Gornig gründete einen unnötigen Zwischenhändler und verkaufte ihn für viel Geld an die eigene Firma

Neben seiner neuen Position als Geschäftsführer der deutschen Gazprom-Tochter sei Gornig im März 1992 auch Geschäftsführer und Haupteigentümer einer Firma namens GASA Zarubezhgaz Import-Export GmbH worden. Diese Firma habe zu 30 Prozent der deutschen Gazprom gehört, deren Geschäftsführer Gornig war. Die übrigen 70 Prozent habe eine Gesellschaft namens DAGA besessen, die neben Gornig dem früheren Staatssekretär im Ministerium für Geologie der DDR, Bruno Mach, gehörte. Die Geschäftstätigkeit der GASA habe hauptsächlich darin bestanden, von einer Gazprom-Tochter Erdgas zu kaufen, um es über die Schweiz nach Bulgarien weiter zu verkaufen. Im Grunde sei die Einschaltung dieses Zwischenhändlers aber überflüssig gewesen.

Ab 2004 habe die von Gornig geleitete deutsche Gazprom den Zwischenhändler GASA für viel Geld übernommen, um fortan den Liefervertrag mit Bulgarien selbst zu bedienen. So habe Gornig ein weiteres Mal profitieren können, denn eine Wirtschaftsprüfungsgesellschaft habe den Wert der GASA auf rund 9,7 Millionen Euro taxiert. Dabei sei das Wertvollste an der Gornig-Firma der Liefervertrag mit Bulgarien gewesen, den sie ohne Gornig als Chef der deutschen Gazprom vermutlich nie bekommen hätte.

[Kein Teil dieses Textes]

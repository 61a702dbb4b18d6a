//! # aprsgate-core
//!
//! Reliability and routing for the aprsgate APRS-IS messaging gateway.
//!
//! - **Conversation** - per-station-pair message id state and dedup
//! - **Reliability** - acks, retry detection and outbound id allocation
//! - **Router** - fan-out to live client sessions, history replay, keepalive
//! - **Store** - message store and station directory seams
//!
//! ## Architecture
//!
//! ```text
//! ┌─────────────┐     ┌─────────────────┐     ┌───────────────┐
//! │ LinkManager │────▶│ ReliabilityEng. │────▶│ SessionRouter │──▶ clients
//! └─────────────┘     └─────────────────┘     └───────────────┘
//!        ▲                     │
//!        └──── acks / sends ───┘
//! ```

pub mod conversation;
pub mod reliability;
pub mod router;
pub mod session;
pub mod store;

#[cfg(test)]
mod test_utils;

pub use conversation::{
    next_message_id, Allocation, ConversationTable, InboundOutcome, MessageState,
    MAX_TRACKED_IDS,
};
pub use reliability::{
    EngineStats, GatewayIdentity, InboundDisposition, InboundQueue, ReliabilityEngine, SendError,
    SentMessage,
};
pub use router::{
    build_route, dedupe_route, Attachment, ReplaySummary, RouterConfig, RouterStats,
    SessionRouter, DEFAULT_KEEPALIVE_INTERVAL, DEFAULT_KEEPALIVE_TIMEOUT,
};
pub use session::{ClientId, ClientSink, Session, SinkError};
pub use store::{
    now_millis, Directory, DirectoryError, MemoryDirectory, MemoryStore, MessageStore,
    StoreError, StoredMessage, StoredMessageId,
};
//! JSON codec for client frames.
//!
//! Client frames travel as WebSocket text messages, one JSON object each.

use serde::de::DeserializeOwned;
use serde::Serialize;
use thiserror::Error;

/// Maximum frame size (64 KiB).
pub const MAX_FRAME_SIZE: usize = 64 * 1024;

/// Errors that can occur during encoding/decoding.
#[derive(Debug, Error)]
pub enum ProtocolError {
    /// Frame exceeds maximum size.
    #[error("Frame size {0} exceeds maximum {MAX_FRAME_SIZE}")]
    FrameTooLarge(usize),

    /// JSON encoding or decoding error.
    #[error("JSON error: {0}")]
    Json(#[from] serde_json::Error),
}

/// Encode a frame as JSON text.
///
/// # Errors
///
/// Returns an error if serialization fails or the result is too large.
pub fn encode<T: Serialize>(frame: &T) -> Result<String, ProtocolError> {
    let text = serde_json::to_string(frame)?;
    if text.len() > MAX_FRAME_SIZE {
        return Err(ProtocolError::FrameTooLarge(text.len()));
    }
    Ok(text)
}

/// Decode a frame from JSON text.
///
/// # Errors
///
/// Returns an error if the input is too large or not a valid frame.
pub fn decode<T: DeserializeOwned>(text: &str) -> Result<T, ProtocolError> {
    if text.len() > MAX_FRAME_SIZE {
        return Err(ProtocolError::FrameTooLarge(text.len()));
    }
    Ok(serde_json::from_str(text)?)
}

#[cfg(test)]
mod tests {
    use super::*;
    use crate::frames::{ClientRequest, ServerEvent};

    #[test]
    fn test_decode_login() {
        let req: ClientRequest =
            decode(r#"{"type":"login","callsign":"K8SDR","passcode":"14750"}"#).unwrap();
        assert_eq!(
            req,
            ClientRequest::Login {
                callsign: "K8SDR".into(),
                passcode: "14750".into()
            }
        );
    }

    #[test]
    fn test_decode_unknown_type() {
        let result: Result<ClientRequest, _> = decode(r#"{"type":"subscribe"}"#);
        assert!(matches!(result, Err(ProtocolError::Json(_))));
    }

    #[test]
    fn test_frame_too_large() {
        let text = format!(r#"{{"type":"ping","pad":"{}"}}"#, "x".repeat(MAX_FRAME_SIZE));
        let result: Result<ClientRequest, _> = decode(&text);
        assert!(matches!(result, Err(ProtocolError::FrameTooLarge(_))));

        let event = ServerEvent::error(1, "y".repeat(MAX_FRAME_SIZE));
        assert!(matches!(encode(&event), Err(ProtocolError::FrameTooLarge(_))));
    }

    #[test]
    fn test_encode_pong() {
        let text = encode(&ServerEvent::Pong { timestamp: Some(7) }).unwrap();
        assert_eq!(text, r#"{"type":"pong","timestamp":7}"#);
    }
}
//! Parser benchmarks for aprsgate-protocol.

use aprsgate_protocol::{parse, OutboundMessage, Payload};
use criterion::{black_box, criterion_group, criterion_main, Criterion, Throughput};

const MESSAGE_LINE: &str = "SRCUSER>APRS,K8SDR*,qAC,K8SDR-10::TESTUSER :Hello there{12}";
const POSITION_LINE: &str = "W1ABC>APRS,TCPIP*,qAC,T2BOS:!4903.50N/07201.75W-PHG2360";

fn bench_parse_message(c: &mut Criterion) {
    let mut group = c.benchmark_group("parse");
    group.throughput(Throughput::Bytes(MESSAGE_LINE.len() as u64));
    group.bench_function("user_message", |b| b.iter(|| parse(black_box(MESSAGE_LINE))));
    group.finish();
}

fn bench_parse_unrecognized(c: &mut Criterion) {
    // Most of the feed is position reports that fall through every matcher.
    let mut group = c.benchmark_group("parse");
    group.throughput(Throughput::Bytes(POSITION_LINE.len() as u64));
    group.bench_function("position_report", |b| {
        b.iter(|| parse(black_box(POSITION_LINE)))
    });
    group.finish();
}

fn bench_format_outbound(c: &mut Criterion) {
    let msg = OutboundMessage::new(
        "K8SDR",
        "W1ABC",
        Payload::ReplyAck {
            text: "Roger that".into(),
            id: "05".into(),
            ack_id: "12".into(),
        },
    )
    .with_path(vec!["TCPIP".into(), "K8SDR-10*".into()]);

    c.bench_function("format_reply_ack", |b| b.iter(|| black_box(&msg).encode()));
}

criterion_group!(
    benches,
    bench_parse_message,
    bench_parse_unrecognized,
    bench_format_outbound
);
criterion_main!(benches);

Gazprom zahlt neuer Gornig-Firma für angebliche Dienstleistungen

Nach dem lukrativen Verkauf der GASA hätten die beiden DAGA-Gesellschafter Hornig und Mach ihr Unternehmen in Fortis Consulting GmbH umbenannt. Geschäftsführer sei erst Mach gewesen, danach der heute 39-jährige Gornig-Sohn Mika. Die Fortis Consulting GmbH, an der Gornig mit gut sechzig Prozent beteiligt sei, besitze wiederum 80 Prozent der Firma Gasconsult GmbH, deren restliche Anteile Gornig direkt halte. In der Praxis bestehe diese Firma aus nichts weiter als einem verwaisten Zimmer in einem Hochhaus in der Leipziger Straße in Berlin und einer Handy-Nummer im Telefonbuch. Als Geschäftsführer zeichne der inzwischen 67-jährige Mach, der im selben Hochhaus wohnt. Dennoch werde die dubiose Firma in diesem Jahr von der Gazprom Germania und deren Tochter ZMB mehr als eine Million Euro für angeblich erwiesene Dienstleistungen kassieren. Zum Beispiel habe sie mit Datum vom 31. Dezember 2007 den beiden Gazprom-Unternehmen mit genau denselben Worten Dienstleistungen im Gesamtbetrag von 45673,69 Euro in Rechnung gestellt. Im einzelnen soll es sich dabei um "Erarbeitung gaswirtschaftlicher Analysen, Expertisen, Berichte und Studien" handeln, um "Kommunikation und Informationsmanagement", Erstellung von Werbepublikationen oder um Hilfe bei der Presse- und Messearbeit. Zu den weiteren Ungereimheiten gehöre, daß die ZMB der Gasconsult monatlich mindestens 10000 Euro überweisen müsse, unabhängig davon, ob sie Arbeitsaufträge zu vergeben hat.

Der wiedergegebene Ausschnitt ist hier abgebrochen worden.